Solar, EPC Improvement and MEES Compliance: A 2026 Landlord Guide
How commercial solar improves EPC band and meets MEES regulations. Band E by 2018, F+G banned 2023, band C by 2027, band B by 2030. Multi-tenant landlord guide.
The Minimum Energy Efficiency Standards (MEES) for non-domestic property quietly became one of the most consequential drivers of UK commercial solar in 2026. The rolling deadlines — band E since 2018, F and G banned for new lets and renewals since 2023, band C proposed for 2027 and band B proposed for 2030 — turn solar PV from a discretionary green initiative into a compliance lever that determines whether a building can be let at all.
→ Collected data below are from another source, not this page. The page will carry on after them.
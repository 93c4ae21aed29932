use std::fmt;
use std::sync::Arc;

use alloy::primitives::{Address, hex};
use alloy::signers::local::PrivateKeySigner;
use zeroize::Zeroizing;

use super::error::{EngineError, EngineResult};

#[derive(Clone)]
enum KeyState {
    Missing,
    Invalid(String),
    Ready(Arc<PrivateKeySigner>),
}

/// 进程级签名身份。私钥缺失或无法解析时不阻止启动，只让需要签名的请求失败。
#[derive(Clone)]
pub struct SignerIdentity {
    state: KeyState,
}

impl SignerIdentity {
    pub fn missing() -> Self {
        Self {
            state: KeyState::Missing,
        }
    }

    pub fn from_signer(signer: PrivateKeySigner) -> Self {
        Self {
            state: KeyState::Ready(Arc::new(signer)),
        }
    }

    /// 解析十六进制私钥（允许 `0x` 前缀）；空字符串视为未配置。
    pub fn from_private_key(raw: &Zeroizing<String>) -> Self {
        let trimmed = raw.trim();
        if trimmed.is_empty() {
            return Self::missing();
        }
        let digits = trimmed.strip_prefix("0x").unwrap_or(trimmed);
        let state = match hex::decode(digits) {
            Ok(bytes) => {
                let bytes = Zeroizing::new(bytes);
                match PrivateKeySigner::from_slice(&bytes) {
                    Ok(signer) => KeyState::Ready(Arc::new(signer)),
                    Err(err) => KeyState::Invalid(err.to_string()),
                }
            }
            Err(err) => KeyState::Invalid(err.to_string()),
        };
        Self { state }
    }

    pub fn signer(&self) -> EngineResult<Arc<PrivateKeySigner>> {
        match &self.state {
            KeyState::Ready(signer) => Ok(Arc::clone(signer)),
            KeyState::Missing => Err(EngineError::MissingSigner),
            KeyState::Invalid(reason) => Err(EngineError::InvalidConfig(format!(
                "invalid private key: {reason}"
            ))),
        }
    }

    pub fn address(&self) -> Option<Address> {
        match &self.state {
            KeyState::Ready(signer) => Some(signer.address()),
            _ => None,
        }
    }

    pub fn is_ready(&self) -> bool {
        matches!(self.state, KeyState::Ready(_))
    }
}

impl fmt::Debug for SignerIdentity {
    fn fmt(&self, f: &mut fmt::Formatter<'_>) -> fmt::Result {
        let state = match &self.state {
            KeyState::Missing => "missing".to_string(),
            KeyState::Invalid(_) => "invalid".to_string(),
            KeyState::Ready(signer) => signer.address().to_string(),
        };
        f.debug_struct("SignerIdentity").field("signer", &state).finish()
    }
}

#[cfg(test)]
mod tests {
    use super::*;

    // anvil 默认账户 0
    const TEST_KEY: &str = "0xac0974bec39a17e36ba4a6b4d238ff944bacb478cbed5efcae784d7bf4f2ff80";

    #[test]
    fn decodes_prefixed_and_bare_keys() {
        let prefixed = SignerIdentity::from_private_key(&Zeroizing::new(TEST_KEY.to_string()));
        let bare = SignerIdentity::from_private_key(&Zeroizing::new(
            TEST_KEY.trim_start_matches("0x").to_string(),
        ));
        let expected: Address = "0xf39Fd6e51aad88F6F4ce6aB8827279cffFb92266".parse().unwrap();
        assert_eq!(prefixed.address(), Some(expected));
        assert_eq!(bare.address(), Some(expected));
    }

    #[test]
    fn empty_key_is_missing() {
        let identity = SignerIdentity::from_private_key(&Zeroizing::new("  ".to_string()));
        assert!(!identity.is_ready());
        assert!(matches!(identity.signer(), Err(EngineError::MissingSigner)));
    }

    #[test]
    fn garbage_key_is_a_configuration_error() {
        let identity = SignerIdentity::from_private_key(&Zeroizing::new("0xnothex".to_string()));
        match identity.signer() {
            Err(EngineError::InvalidConfig(message)) => {
                assert!(message.starts_with("invalid private key"))
            }
            other => panic!("unexpected result: {other:?}"),
        }
    }

    #[test]
    fn debug_output_never_contains_key_material() {
        let identity = SignerIdentity::from_private_key(&Zeroizing::new(TEST_KEY.to_string()));
        let rendered = format!("{identity:?}");
        assert!(!rendered.contains("ac0974bec39a17e3"));
    }
}
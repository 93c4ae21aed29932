use std::time::{Duration, Instant, SystemTime, UNIX_EPOCH};

use thiserror::Error;
use tokio_util::sync::CancellationToken;

use crate::chain::Network;
use crate::monitoring::events;

use super::concentrated::ConcentratedOrchestrator;
use super::constant_product::ConstantProductOrchestrator;
use super::error::{EngineError, EngineResult};
use super::types::{
    DEFAULT_FEE_TIERS, DexVersion, MinOutputPolicy, Quote, QuoteRequest, SwapRequest, SwapResult,
    codes,
};

pub const DEFAULT_DEADLINE_SECS: u64 = 600;

/// 成交相关的可配置参数。
#[derive(Debug, Clone, PartialEq, Eq)]
pub struct ExecutionSettings {
    pub min_output: MinOutputPolicy,
    pub deadline_secs: u64,
    pub fee_tiers: Vec<u32>,
}

impl Default for ExecutionSettings {
    fn default() -> Self {
        Self {
            min_output: MinOutputPolicy::default(),
            deadline_secs: DEFAULT_DEADLINE_SECS,
            fee_tiers: DEFAULT_FEE_TIERS.to_vec(),
        }
    }
}

/// 授权阶段失败：调用方同时拿到 FAILED 结果与底层错误。
#[derive(Debug, Error)]
#[error("{source}")]
pub struct SwapFailure {
    pub result: SwapResult,
    pub source: EngineError,
}

impl SwapFailure {
    pub(crate) fn approval(source: EngineError, quote: &Quote) -> Self {
        Self {
            result: SwapResult::failed(codes::APPROVAL_FAILED, source.to_string(), quote),
            source,
        }
    }
}

/// 当前时间加 `secs` 秒的 unix 时间戳。
pub fn unix_deadline(secs: u64) -> u64 {
    let now = SystemTime::now()
        .duration_since(UNIX_EPOCH)
        .unwrap_or(Duration::ZERO);
    now.as_secs().saturating_add(secs)
}

/// 每个 (network, dex) 在启动时选定一个实现，之后只读共享。
pub enum SwapOrchestrator {
    ConstantProduct(ConstantProductOrchestrator),
    Concentrated(ConcentratedOrchestrator),
}

impl SwapOrchestrator {
    pub fn dex(&self) -> DexVersion {
        match self {
            SwapOrchestrator::ConstantProduct(_) => DexVersion::V2,
            SwapOrchestrator::Concentrated(_) => DexVersion::V3,
        }
    }

    pub fn network(&self) -> Network {
        match self {
            SwapOrchestrator::ConstantProduct(inner) => inner.network(),
            SwapOrchestrator::Concentrated(inner) => inner.network(),
        }
    }

    pub async fn quote(
        &self,
        request: &QuoteRequest,
        cancel: &CancellationToken,
    ) -> EngineResult<Quote> {
        let started = Instant::now();
        let result = match self {
            SwapOrchestrator::ConstantProduct(inner) => inner.quote(request, cancel).await,
            SwapOrchestrator::Concentrated(inner) => inner.quote(request, cancel).await,
        };
        events::quote_outcome(self.network(), self.dex(), &result, started.elapsed());
        result
    }

    pub async fn swap(
        &self,
        request: &SwapRequest,
        cancel: &CancellationToken,
    ) -> Result<SwapResult, SwapFailure> {
        let result = match self {
            SwapOrchestrator::ConstantProduct(inner) => inner.swap(request, cancel).await,
            SwapOrchestrator::Concentrated(inner) => inner.swap(request, cancel).await,
        };
        let outcome = match &result {
            Ok(result) => result,
            Err(failure) => &failure.result,
        };
        events::swap_outcome(self.network(), self.dex(), outcome);
        result
    }
}
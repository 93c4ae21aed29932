use alloy::primitives::Address;
use serde::{Deserialize, Deserializer, Serialize};
use zeroize::Zeroizing;

use crate::chain::Network;
use crate::engine::{ApprovalPolicy, MinOutputPolicy};

#[derive(Debug, Clone, Default, Deserialize)]
pub struct QuoteswapConfig {
    #[serde(default)]
    pub server: ServerConfig,
    #[serde(default)]
    pub wallet: WalletConfig,
    #[serde(default)]
    pub engine: EngineConfig,
    #[serde(default)]
    pub chains: ChainsConfig,
    #[serde(default)]
    pub logging: LoggingConfig,
    #[serde(default)]
    pub prometheus: PrometheusConfig,
}

#[derive(Debug, Clone, Deserialize)]
pub struct ServerConfig {
    #[serde(default = "super::default_listen")]
    pub listen: String,
    /// 单个请求（含授权轮询）的最长耗时。
    #[serde(default = "super::default_request_timeout_ms")]
    pub request_timeout_ms: u64,
}

impl Default for ServerConfig {
    fn default() -> Self {
        Self {
            listen: super::default_listen(),
            request_timeout_ms: super::default_request_timeout_ms(),
        }
    }
}

#[derive(Clone, Default, Deserialize)]
pub struct WalletConfig {
    /// 十六进制私钥，可由 `PRIVATE_KEY` 覆盖。
    #[serde(default, deserialize_with = "deserialize_secret")]
    pub private_key: Zeroizing<String>,
    /// 拼接默认 RPC 地址用的 API key，可由 `API_KEY` 覆盖。
    #[serde(default, deserialize_with = "deserialize_secret")]
    pub api_key: Zeroizing<String>,
    /// 兑换请求未携带 recipient 时的收款地址。
    #[serde(default)]
    pub default_recipient: Option<Address>,
}

impl std::fmt::Debug for WalletConfig {
    fn fmt(&self, f: &mut std::fmt::Formatter<'_>) -> std::fmt::Result {
        f.debug_struct("WalletConfig")
            .field("private_key", &redacted(&self.private_key))
            .field("api_key", &redacted(&self.api_key))
            .field("default_recipient", &self.default_recipient)
            .finish()
    }
}

fn redacted(secret: &str) -> &'static str {
    if secret.trim().is_empty() { "<unset>" } else { "<redacted>" }
}

fn deserialize_secret<'de, D>(deserializer: D) -> Result<Zeroizing<String>, D::Error>
where
    D: Deserializer<'de>,
{
    String::deserialize(deserializer).map(Zeroizing::new)
}

#[derive(Debug, Clone, Deserialize)]
pub struct EngineConfig {
    #[serde(default = "super::default_gas_limit")]
    pub gas_limit: u64,
    #[serde(default = "super::default_deadline_secs")]
    pub deadline_secs: u64,
    /// v3 报价与成交时依次尝试的费率档位。
    #[serde(default = "super::default_fee_tiers")]
    pub fee_tiers: Vec<u32>,
    #[serde(default)]
    pub min_output: MinOutputPolicy,
    #[serde(default)]
    pub approval: ApprovalPolicy,
}

impl Default for EngineConfig {
    fn default() -> Self {
        Self {
            gas_limit: super::default_gas_limit(),
            deadline_secs: super::default_deadline_secs(),
            fee_tiers: super::default_fee_tiers(),
            min_output: MinOutputPolicy::default(),
            approval: ApprovalPolicy::default(),
        }
    }
}

#[derive(Debug, Clone, Default, Deserialize)]
pub struct ChainsConfig {
    #[serde(default)]
    pub bsc: ChainConfig,
    #[serde(default)]
    pub eth: ChainConfig,
    #[serde(default)]
    pub base: ChainConfig,
}

impl ChainsConfig {
    pub fn get(&self, network: Network) -> &ChainConfig {
        match network {
            Network::Bsc => &self.bsc,
            Network::Eth => &self.eth,
            Network::Base => &self.base,
        }
    }

    pub fn get_mut(&mut self, network: Network) -> &mut ChainConfig {
        match network {
            Network::Bsc => &mut self.bsc,
            Network::Eth => &mut self.eth,
            Network::Base => &mut self.base,
        }
    }
}

#[derive(Debug, Clone, Deserialize)]
pub struct ChainConfig {
    #[serde(default = "super::default_true")]
    pub enable: bool,
    /// 为空时使用默认前缀拼接 `wallet.api_key`。
    #[serde(default)]
    pub rpc_url: String,
    #[serde(default)]
    pub v2_router: Option<Address>,
    #[serde(default)]
    pub v3_router: Option<Address>,
    #[serde(default)]
    pub v3_quoter: Option<Address>,
}

impl Default for ChainConfig {
    fn default() -> Self {
        Self {
            enable: true,
            rpc_url: String::new(),
            v2_router: None,
            v3_router: None,
            v3_quoter: None,
        }
    }
}

#[derive(Debug, Clone, Copy, Default, PartialEq, Eq, Serialize, Deserialize)]
#[serde(rename_all = "lowercase")]
pub enum LoggingProfile {
    #[default]
    Lean,
    Verbose,
}

impl LoggingProfile {
    pub fn is_verbose(self) -> bool {
        matches!(self, Self::Verbose)
    }
}

#[derive(Debug, Clone, Deserialize)]
pub struct LoggingConfig {
    #[serde(default = "super::default_logging_level")]
    pub level: String,
    #[serde(default)]
    pub json: bool,
    #[serde(default)]
    pub profile: LoggingProfile,
    #[serde(default = "super::default_timezone_offset_hours")]
    pub timezone_offset_hours: i8,
}

impl Default for LoggingConfig {
    fn default() -> Self {
        Self {
            level: super::default_logging_level(),
            json: false,
            profile: LoggingProfile::default(),
            timezone_offset_hours: super::default_timezone_offset_hours(),
        }
    }
}

#[derive(Debug, Clone, Deserialize)]
pub struct PrometheusConfig {
    #[serde(default)]
    pub enable: bool,
    #[serde(default = "super::default_prometheus_listen")]
    pub listen: String,
}

impl Default for PrometheusConfig {
    fn default() -> Self {
        Self {
            enable: false,
            listen: super::default_prometheus_listen(),
        }
    }
}
use std::time::Duration;

use alloy::primitives::Address;
use metrics::{counter, histogram};
use tracing::{info, warn};

use crate::chain::Network;
use crate::engine::{DexVersion, EngineResult, Quote, SwapResult, SwapStatus};

use super::format::short_token;
use super::metrics::{APPROVAL_TOTAL, QUOTE_LATENCY_MS, QUOTE_TOTAL, SWAP_TOTAL, prometheus_enabled};

pub fn quote_outcome(
    network: Network,
    dex: DexVersion,
    result: &EngineResult<Quote>,
    elapsed: Duration,
) {
    let latency_ms = elapsed.as_secs_f64() * 1_000.0;
    let outcome = match result {
        Ok(quote) => {
            info!(
                target: "monitoring::quote",
                event = "quote",
                network = %network,
                dex = %dex,
                token_in = %short_token(&quote.token_in),
                token_out = %short_token(&quote.token_out),
                amount_in = %quote.amount_in,
                amount_out = %quote.amount_out,
                fee_tier = ?quote.fee_tier,
                latency_ms,
                "quote ready"
            );
            "ok"
        }
        Err(err) => {
            warn!(
                target: "monitoring::quote",
                event = "quote",
                network = %network,
                dex = %dex,
                error = %err,
                latency_ms,
                "quote failed"
            );
            "error"
        }
    };

    if prometheus_enabled() {
        counter!(
            QUOTE_TOTAL,
            "network" => network.as_str(),
            "dex" => dex.as_str(),
            "result" => outcome
        )
        .increment(1);
        histogram!(
            QUOTE_LATENCY_MS,
            "network" => network.as_str(),
            "dex" => dex.as_str()
        )
        .record(latency_ms);
    }
}

pub fn swap_outcome(network: Network, dex: DexVersion, result: &SwapResult) {
    match result.status {
        SwapStatus::Pending => info!(
            target: "monitoring::swap",
            event = "swap",
            network = %network,
            dex = %dex,
            tx = ?result.transaction_hash,
            amount_in = %result.sell_token_qty,
            amount_out_min = %result.amount_out_min,
            fee_tier = ?result.fee_tier,
            "swap broadcast"
        ),
        SwapStatus::Failed => warn!(
            target: "monitoring::swap",
            event = "swap",
            network = %network,
            dex = %dex,
            code = ?result.error_code(),
            message = result.error.as_ref().map(|error| error.message.as_str()).unwrap_or_default(),
            "swap failed"
        ),
    }

    if prometheus_enabled() {
        let status = match result.status {
            SwapStatus::Pending => "pending",
            SwapStatus::Failed => "failed",
        };
        counter!(
            SWAP_TOTAL,
            "network" => network.as_str(),
            "dex" => dex.as_str(),
            "status" => status
        )
        .increment(1);
    }
}

pub fn approval_outcome(network: Network, token: &Address, outcome: &'static str) {
    info!(
        target: "monitoring::approval",
        event = "approval",
        network = %network,
        token = %short_token(token),
        outcome,
        "approval finished"
    );

    if prometheus_enabled() {
        counter!(
            APPROVAL_TOTAL,
            "network" => network.as_str(),
            "outcome" => outcome
        )
        .increment(1);
    }
}
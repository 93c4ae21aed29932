//! 分发层：按 (dex, chain) 把请求交给启动时注册的编排器。

mod builder;
mod error;
mod wire;

#[cfg(test)]
mod tests;

pub use builder::build_orchestrators;
pub use error::{ServiceError, ServiceResult};
pub use wire::{ExecuteSwapRequest, GetQuoteRequest, WireQuote};

use std::collections::BTreeMap;
use std::future::Future;
use std::sync::Arc;
use std::time::Duration;

use alloy::primitives::Address;
use tokio_util::sync::CancellationToken;
use tracing::{debug, info};
use uuid::Uuid;

use crate::chain::Network;
use crate::engine::{DexVersion, Quote, QuoteRequest, SwapOrchestrator, SwapRequest, SwapResult};

use self::wire::{parse_address, parse_amount, parse_chain, parse_dex};

pub struct QuoteSwapService {
    orchestrators: BTreeMap<(Network, DexVersion), Arc<SwapOrchestrator>>,
    default_recipient: Option<Address>,
    shutdown: CancellationToken,
    request_timeout: Duration,
}

impl QuoteSwapService {
    pub fn new(
        orchestrators: BTreeMap<(Network, DexVersion), Arc<SwapOrchestrator>>,
        default_recipient: Option<Address>,
        shutdown: CancellationToken,
        request_timeout: Duration,
    ) -> Self {
        Self {
            orchestrators,
            default_recipient,
            shutdown,
            request_timeout,
        }
    }

    /// 已注册的 (chain, dex) 组合。
    pub fn routes(&self) -> Vec<(Network, DexVersion)> {
        self.orchestrators.keys().copied().collect()
    }

    pub fn is_empty(&self) -> bool {
        self.orchestrators.is_empty()
    }

    /// 先校验 dex，再校验 chain。
    fn resolve(&self, dex: &str, chain: &str) -> ServiceResult<Arc<SwapOrchestrator>> {
        let dex = parse_dex(dex)?;
        let network = parse_chain(chain)?;
        self.orchestrators
            .get(&(network, dex))
            .cloned()
            .ok_or_else(|| ServiceError::UnknownChain(chain.to_string()))
    }

    pub async fn get_quote(&self, request: GetQuoteRequest) -> ServiceResult<Quote> {
        let orchestrator = self.resolve(&request.dex, &request.chain)?;
        let quote_request = QuoteRequest {
            token_in: parse_address("token_in", &request.token_in)?,
            token_out: parse_address("token_out", &request.token_out)?,
            amount: request.amount,
            slippage_bps: request.slippage_bps,
            network: orchestrator.network(),
            dex: orchestrator.dex(),
        };

        self.scoped("quote", |cancel| async move {
            orchestrator
                .quote(&quote_request, &cancel)
                .await
                .map_err(ServiceError::from)
        })
        .await
    }

    pub async fn execute_swap(&self, request: ExecuteSwapRequest) -> ServiceResult<SwapResult> {
        let wire = &request.quote;
        let orchestrator = self.resolve(&wire.dex, &wire.chain)?;
        let recipient = match request.recipient_address.as_deref().map(str::trim) {
            Some(raw) if !raw.is_empty() => parse_address("recipient_address", raw)?,
            _ => self
                .default_recipient
                .ok_or_else(|| ServiceError::invalid("recipient address is required"))?,
        };

        let swap_request = SwapRequest {
            quote: Quote {
                token_in: parse_address("token_in", &wire.token_in)?,
                token_out: parse_address("token_out", &wire.token_out)?,
                amount_in: parse_amount("amount_in", &wire.amount_in)?,
                amount_out: parse_amount("amount_out", &wire.amount_out)?,
                slippage_bps: wire.slippage_bps,
                dex: orchestrator.dex(),
                chain: orchestrator.network(),
                fee_tier: wire.fee_tier,
            },
            recipient,
        };

        self.scoped("swap", |cancel| async move {
            orchestrator
                .swap(&swap_request, &cancel)
                .await
                .map_err(ServiceError::from)
        })
        .await
    }

    /// 每个请求一个取消域：进程关闭或超过 `request_timeout` 时取消，请求结束时回收。
    async fn scoped<F, Fut, T>(&self, operation: &'static str, run: F) -> ServiceResult<T>
    where
        F: FnOnce(CancellationToken) -> Fut,
        Fut: Future<Output = ServiceResult<T>>,
    {
        let request_id = Uuid::new_v4();
        let cancel = self.shutdown.child_token();
        let _scope = cancel.clone().drop_guard();

        let timer = cancel.clone();
        let timeout = self.request_timeout;
        tokio::spawn(async move {
            tokio::select! {
                _ = timer.cancelled() => {}
                _ = tokio::time::sleep(timeout) => {
                    info!(
                        target: "service",
                        %request_id,
                        operation,
                        timeout_ms = timeout.as_millis() as u64,
                        "请求超时，取消进行中的链上调用"
                    );
                    timer.cancel();
                }
            }
        });

        debug!(target: "service", %request_id, operation, "请求开始");
        let result = run(cancel).await;
        debug!(
            target: "service",
            %request_id,
            operation,
            ok = result.is_ok(),
            "请求结束"
        );
        result
    }
}
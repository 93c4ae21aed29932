use std::fmt;
use std::future::Future;
use std::sync::Arc;

use alloy::primitives::Address;
use dashmap::DashMap;
use tokio::sync::{Mutex, OwnedMutexGuard};
use tokio_util::sync::CancellationToken;
use tracing::trace;

use super::error::{ChainError, ChainResult};

#[derive(Debug, Default)]
struct NonceSlot {
    last_committed: Option<u64>,
}

/// 单个签名账户的 nonce 串行器。
///
/// 每个 (chain_id, account) 一把异步锁：从读取 pending nonce 到交易广播完成
/// 期间持有，避免并发请求拿到同一个 nonce。广播成功后调用
/// [`NonceLease::commit`] 记录已使用的 nonce；租约被丢弃则视为放弃，下一次
/// 分配会复用同一个值。
#[derive(Default)]
pub struct NonceSequencer {
    slots: DashMap<(u64, Address), Arc<Mutex<NonceSlot>>>,
}

impl NonceSequencer {
    pub fn new() -> Self {
        Self::default()
    }

    pub async fn acquire<F, Fut>(
        &self,
        chain_id: u64,
        account: Address,
        cancel: &CancellationToken,
        fetch_pending: F,
    ) -> ChainResult<NonceLease>
    where
        F: FnOnce() -> Fut,
        Fut: Future<Output = ChainResult<u64>>,
    {
        let slot = self.slots.entry((chain_id, account)).or_default().clone();
        let guard = tokio::select! {
            biased;
            _ = cancel.cancelled() => return Err(ChainError::Cancelled),
            guard = slot.lock_owned() => guard,
        };

        let pending = fetch_pending().await?;
        let nonce = match guard.last_committed {
            Some(last) if last >= pending => last + 1,
            _ => pending,
        };

        trace!(
            target: "chain::nonce",
            chain_id,
            account = %account,
            pending,
            nonce,
            "分配 nonce"
        );

        Ok(NonceLease {
            guard,
            chain_id,
            account,
            nonce,
        })
    }
}

pub struct NonceLease {
    guard: OwnedMutexGuard<NonceSlot>,
    chain_id: u64,
    account: Address,
    nonce: u64,
}

impl NonceLease {
    pub fn nonce(&self) -> u64 {
        self.nonce
    }

    pub fn commit(mut self) {
        self.guard.last_committed = Some(self.nonce);
        trace!(
            target: "chain::nonce",
            chain_id = self.chain_id,
            account = %self.account,
            nonce = self.nonce,
            "nonce 已提交"
        );
    }
}

impl fmt::Debug for NonceLease {
    fn fmt(&self, f: &mut fmt::Formatter<'_>) -> fmt::Result {
        f.debug_struct("NonceLease")
            .field("chain_id", &self.chain_id)
            .field("account", &self.account)
            .field("nonce", &self.nonce)
            .finish()
    }
}

#[cfg(test)]
mod tests {
    use std::time::Duration;

    use super::*;

    const ACCOUNT: Address = Address::repeat_byte(0x11);

    #[tokio::test]
    async fn committed_nonce_is_not_handed_out_again() {
        let sequencer = NonceSequencer::new();
        let cancel = CancellationToken::new();

        let first = sequencer
            .acquire(56, ACCOUNT, &cancel, || async { Ok(7) })
            .await
            .expect("first lease");
        assert_eq!(first.nonce(), 7);
        first.commit();

        // 节点尚未看到第一笔交易，仍返回 7
        let second = sequencer
            .acquire(56, ACCOUNT, &cancel, || async { Ok(7) })
            .await
            .expect("second lease");
        assert_eq!(second.nonce(), 8);
    }

    #[tokio::test]
    async fn dropped_lease_releases_the_nonce() {
        let sequencer = NonceSequencer::new();
        let cancel = CancellationToken::new();

        let lease = sequencer
            .acquire(1, ACCOUNT, &cancel, || async { Ok(3) })
            .await
            .expect("lease");
        drop(lease);

        let retry = sequencer
            .acquire(1, ACCOUNT, &cancel, || async { Ok(3) })
            .await
            .expect("retry lease");
        assert_eq!(retry.nonce(), 3);
    }

    #[tokio::test]
    async fn concurrent_allocations_are_serialised() {
        let sequencer = Arc::new(NonceSequencer::new());
        let cancel = CancellationToken::new();

        let mut handles = Vec::new();
        for _ in 0..4 {
            let sequencer = Arc::clone(&sequencer);
            let cancel = cancel.clone();
            handles.push(tokio::spawn(async move {
                let lease = sequencer
                    .acquire(8453, ACCOUNT, &cancel, || async { Ok(0) })
                    .await
                    .expect("lease");
                let nonce = lease.nonce();
                tokio::time::sleep(Duration::from_millis(5)).await;
                lease.commit();
                nonce
            }));
        }

        let mut nonces = Vec::new();
        for handle in handles {
            nonces.push(handle.await.expect("join"));
        }
        nonces.sort_unstable();
        assert_eq!(nonces, vec![0, 1, 2, 3]);
    }

    #[tokio::test]
    async fn chains_have_independent_slots() {
        let sequencer = NonceSequencer::new();
        let cancel = CancellationToken::new();

        let bsc = sequencer
            .acquire(56, ACCOUNT, &cancel, || async { Ok(4) })
            .await
            .expect("bsc lease");
        // 另一条链不会被 bsc 的锁阻塞
        let eth = sequencer
            .acquire(1, ACCOUNT, &cancel, || async { Ok(9) })
            .await
            .expect("eth lease");
        assert_eq!(bsc.nonce(), 4);
        assert_eq!(eth.nonce(), 9);
    }

    #[tokio::test]
    async fn waiting_for_the_slot_honours_cancellation() {
        let sequencer = NonceSequencer::new();
        let cancel = CancellationToken::new();

        let _held = sequencer
            .acquire(1, ACCOUNT, &cancel, || async { Ok(0) })
            .await
            .expect("held lease");

        let waiter_cancel = CancellationToken::new();
        waiter_cancel.cancel();
        let err = sequencer
            .acquire(1, ACCOUNT, &waiter_cancel, || async { Ok(0) })
            .await
            .unwrap_err();
        assert!(err.is_cancelled());
    }
}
This guide covers the regulatory timeline, how rooftop solar moves an EPC, the cost-vs-alternatives analysis, and the multi-tenant landlord obligations that make solar particularly valuable for property portfolios.
The MEES timeline: where we are in 2026
The Energy Efficiency (Private Rented Property) (England and Wales) Regulations 2015 — known as MEES — set minimum EPC ratings for property let on a tenancy. For non-domestic property the rolling milestones:
| Date | Requirement |
|---|---|
| 1 April 2018 | Cannot grant new lease or renewal on F/G non-domestic property |
| 1 April 2023 | Cannot continue any tenancy on F/G non-domestic property — full enforcement |
| 1 April 2027 (proposed) | Cannot grant new lease on non-domestic property below band C |
| 1 April 2030 (proposed) | Cannot continue any tenancy on non-domestic property below band C, with band B proposed as long-term target |
The 2027 and 2030 dates are the proposed targets from the BEIS / DESNZ consultations and have not yet fully completed parliamentary process at time of writing — but property portfolios are planning against them as the realistic compliance pathway.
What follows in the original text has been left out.